■ **What this task involves**: The lines from the start of the listing through the line containing "use time::OffsetDateTime;" should be printed exactly, and no other lines should be printed.

══ Information ══

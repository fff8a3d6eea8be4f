//! Bulk export runs against real bare repositories.

use std::fs;

use git2::Repository;
use reviewnotes::Error;
use reviewnotes::export::{ConflictPolicy, ExportContext, TASK_TITLE, run_export};
use reviewnotes::feed::JsonlFeed;
use reviewnotes::git::{CommitOutcome, NotesError};
use reviewnotes::config::Timezone;
use reviewnotes::{ChangeStatus, CoreError, ProjectName};
use tempfile::TempDir;
use time::OffsetDateTime;

use crate::fixtures::changes::{
    UnavailableFeed, config, context, expected_note, merged_change,
};
use crate::fixtures::git::{
    commit_chain, init_project, notes_history_len, notes_tip, notes_tree_len, read_note,
};
use crate::fixtures::output::capture;

/// Lock the notes ref so every compare-and-swap attempt fails.
fn lock_notes_ref(repo: &Repository) {
    let dir = repo.path().join("refs").join("notes");
    fs::create_dir_all(&dir).expect("create refs/notes");
    fs::write(dir.join("review.lock"), b"").expect("write lock file");
}

#[test]
fn one_commit_per_project_with_every_note() {
    let temp = TempDir::new().unwrap();
    let p = init_project(temp.path(), "P").unwrap();
    let q = init_project(temp.path(), "Q").unwrap();
    let commits = commit_chain(&p, "main", 3).unwrap();
    let q_commits = commit_chain(&q, "main", 1).unwrap();

    let mut pending = merged_change(9, "Q", q_commits[0]);
    pending.status = ChangeStatus::New;
    let mut changes: Vec<_> = commits
        .iter()
        .enumerate()
        .map(|(n, oid)| merged_change(n as u32 + 1, "P", *oid))
        .collect();
    changes.push(pending);
    let feed = JsonlFeed::from_changes(changes);

    let (captured, output) = capture();
    let report = run_export(&context(temp.path()), &feed, 1, output).unwrap();

    assert_eq!(notes_history_len(&p), 1);
    assert_eq!(notes_tree_len(&p), 3);
    for (n, oid) in commits.iter().enumerate() {
        let id = n as u32 + 1;
        assert_eq!(read_note(&p, *oid).as_deref(), Some(expected_note(id, "P").as_str()));
    }
    assert!(notes_tip(&q).is_none());

    assert_eq!(report.total, 3);
    assert_eq!(report.completed, 3);
    assert!(report.failed.is_empty());
    let exported = report.exported("P").expect("P exported");
    assert_eq!(exported.notes, 3);
    assert!(matches!(
        exported.outcome,
        CommitOutcome::Committed { attempts: 1, .. }
    ));
    assert!(report.exported("Q").is_none());

    assert!(
        captured
            .progress
            .text()
            .ends_with(&format!("\r{TASK_TITLE}: 100% (3/3), done\n"))
    );
    assert_eq!(captured.diagnostics.text(), "");
}

#[test]
fn two_workers_each_project_exported_once() {
    let temp = TempDir::new().unwrap();
    let p = init_project(temp.path(), "P").unwrap();
    let q = init_project(temp.path(), "Q").unwrap();
    let p_commits = commit_chain(&p, "main", 3).unwrap();
    let q_commits = commit_chain(&q, "main", 2).unwrap();

    let mut changes = Vec::new();
    for (n, oid) in p_commits.iter().enumerate() {
        changes.push(merged_change(n as u32 + 1, "P", *oid));
    }
    for (n, oid) in q_commits.iter().enumerate() {
        changes.push(merged_change(n as u32 + 10, "Q", *oid));
    }
    let feed = JsonlFeed::from_changes(changes);

    let (_captured, output) = capture();
    let report = run_export(&context(temp.path()), &feed, 2, output).unwrap();

    assert_eq!(report.exported.len(), 2);
    assert_eq!(report.exported("P").unwrap().notes, 3);
    assert_eq!(report.exported("Q").unwrap().notes, 2);
    assert_eq!(report.completed, 5);

    for (repo, count) in [(&p, 3), (&q, 2)] {
        assert_eq!(notes_history_len(repo), 1);
        assert_eq!(notes_tree_len(repo), count);
    }
    assert_eq!(read_note(&q, q_commits[1]), Some(expected_note(11, "Q")));
}

#[test]
fn missing_repository_does_not_stop_siblings() {
    let temp = TempDir::new().unwrap();
    let p = init_project(temp.path(), "P").unwrap();
    let commits = commit_chain(&p, "main", 1).unwrap();
    let feed = JsonlFeed::from_changes(vec![
        merged_change(1, "P", commits[0]),
        merged_change(2, "gone", commits[0]),
    ]);

    let (captured, output) = capture();
    let report = run_export(&context(temp.path()), &feed, 2, output).unwrap();

    assert_eq!(captured.diagnostics.text(), "Unable to open project: gone\n");
    let failure = report.failed("gone").expect("gone failed");
    assert!(matches!(failure.error, NotesError::RepositoryNotFound { .. }));
    assert!(report.exported("gone").is_none());

    assert_eq!(read_note(&p, commits[0]), Some(expected_note(1, "P")));
}

#[test]
fn unrenderable_submission_time_fails_only_its_project() {
    let temp = TempDir::new().unwrap();
    let a = init_project(temp.path(), "A").unwrap();
    let b = init_project(temp.path(), "B").unwrap();
    let a_commits = commit_chain(&a, "main", 1).unwrap();
    let b_commits = commit_chain(&b, "main", 1).unwrap();

    // 9999-12-31 23:59:59 UTC has no +01:00 rendering.
    let mut last_second = merged_change(1, "A", a_commits[0]);
    last_second.submitted_at = OffsetDateTime::from_unix_timestamp(253_402_300_799).unwrap();
    let feed = JsonlFeed::from_changes(vec![last_second, merged_change(2, "B", b_commits[0])]);

    let mut cfg = config(temp.path());
    cfg.timezone = Timezone::parse("+01:00").unwrap();
    let ctx = ExportContext::from_config(&cfg);

    let (captured, output) = capture();
    let report = run_export(&ctx, &feed, 1, output).unwrap();

    let failure = report.failed("A").expect("A failed");
    assert!(matches!(
        failure.error,
        NotesError::Build(CoreError::DateFormat(_))
    ));
    let diagnostics = captured.diagnostics.text();
    assert_eq!(diagnostics.lines().count(), 1);
    assert!(diagnostics.starts_with("A: "));
    assert!(notes_tip(&a).is_none());

    assert_eq!(report.exported("B").unwrap().notes, 1);
    assert!(read_note(&b, b_commits[0]).is_some());
    assert_eq!(report.total, 2);
    assert_eq!(report.completed, 1);
}

#[test]
fn rerun_writes_no_new_commit() {
    let temp = TempDir::new().unwrap();
    let p = init_project(temp.path(), "P").unwrap();
    let commits = commit_chain(&p, "main", 2).unwrap();
    let feed = JsonlFeed::from_changes(
        commits
            .iter()
            .enumerate()
            .map(|(n, oid)| merged_change(n as u32 + 1, "P", *oid))
            .collect(),
    );
    let ctx = context(temp.path());

    let (_first, output) = capture();
    run_export(&ctx, &feed, 2, output).unwrap();
    let tip = notes_tip(&p);

    let (_second, output) = capture();
    let report = run_export(&ctx, &feed, 2, output).unwrap();

    assert_eq!(notes_tip(&p), tip);
    assert_eq!(notes_history_len(&p), 1);
    assert!(matches!(
        report.exported("P").unwrap().outcome,
        CommitOutcome::Unchanged { .. }
    ));
}

#[test]
fn missing_merge_commit_is_skipped() {
    let temp = TempDir::new().unwrap();
    let p = init_project(temp.path(), "P").unwrap();
    let commits = commit_chain(&p, "main", 1).unwrap();
    let stranger = git2::Oid::from_str(&"ab".repeat(20)).unwrap();
    let feed = JsonlFeed::from_changes(vec![
        merged_change(1, "P", commits[0]),
        merged_change(2, "P", stranger),
    ]);

    let (_captured, output) = capture();
    let report = run_export(&context(temp.path()), &feed, 1, output).unwrap();

    assert_eq!(report.exported("P").unwrap().notes, 1);
    assert_eq!(notes_tree_len(&p), 1);
    assert!(read_note(&p, stranger).is_none());
}

#[test]
fn unavailable_feed_fails_the_run() {
    let temp = TempDir::new().unwrap();
    let (captured, output) = capture();

    let err = run_export(&context(temp.path()), &UnavailableFeed, 2, output).unwrap_err();

    assert!(matches!(err, Error::Feed(_)));
    assert!(err.transience().is_retryable());
    assert_eq!(captured.diagnostics.text(), "");
}

#[test]
fn exhausted_conflicts_skip_by_default() {
    let temp = TempDir::new().unwrap();
    let a = init_project(temp.path(), "A").unwrap();
    let b = init_project(temp.path(), "B").unwrap();
    let a_commits = commit_chain(&a, "main", 1).unwrap();
    let b_commits = commit_chain(&b, "main", 1).unwrap();
    lock_notes_ref(&a);

    let feed = JsonlFeed::from_changes(vec![
        merged_change(1, "A", a_commits[0]),
        merged_change(2, "B", b_commits[0]),
    ]);
    let mut cfg = config(temp.path());
    cfg.max_attempts = 2;
    let ctx = ExportContext::from_config(&cfg);
    assert_eq!(ctx.on_conflict_exhausted, ConflictPolicy::Skip);

    let (captured, output) = capture();
    let report = run_export(&ctx, &feed, 1, output).unwrap();

    let failure = report.failed("A").expect("A failed");
    assert!(matches!(
        failure.error,
        NotesError::TooManyAttempts { attempts: 2, .. }
    ));
    assert!(captured.diagnostics.text().starts_with("A: "));
    assert!(notes_tip(&a).is_none());
    assert_eq!(read_note(&b, b_commits[0]), Some(expected_note(2, "B")));
}

#[test]
fn exhausted_conflicts_abort_when_configured() {
    let temp = TempDir::new().unwrap();
    let a = init_project(temp.path(), "A").unwrap();
    let b = init_project(temp.path(), "B").unwrap();
    let a_commits = commit_chain(&a, "main", 1).unwrap();
    let b_commits = commit_chain(&b, "main", 1).unwrap();
    lock_notes_ref(&a);

    let feed = JsonlFeed::from_changes(vec![
        merged_change(1, "A", a_commits[0]),
        merged_change(2, "B", b_commits[0]),
    ]);
    let mut cfg = config(temp.path());
    cfg.max_attempts = 2;
    cfg.on_conflict_exhausted = ConflictPolicy::Abort;
    let ctx = ExportContext::from_config(&cfg);

    let (_captured, output) = capture();
    let err = run_export(&ctx, &feed, 1, output).unwrap_err();

    match err {
        Error::Aborted { project, source } => {
            assert_eq!(project, ProjectName::parse("A").unwrap());
            assert!(source.is_conflict());
        }
        other => panic!("expected abort, got {other:?}"),
    }
    // The single worker stops before claiming B.
    assert!(notes_tip(&b).is_none());
}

═══

■ **Reply to the exercise**:
repository fff8a3d6eea8be4f
//! Bulk export runs against real bare repositories.

use std::fs;

use git2::Repository;
use reviewnotes::Error;
use reviewnotes::export::{ConflictPolicy, ExportContext, TASK_TITLE, run_export};
use reviewnotes::feed::JsonlFeed;
use reviewnotes::git::{CommitOutcome, NotesError};
use reviewnotes::config::Timezone;
use reviewnotes::{ChangeStatus, CoreError, ProjectName};
use tempfile::TempDir;
use time::OffsetDateTime;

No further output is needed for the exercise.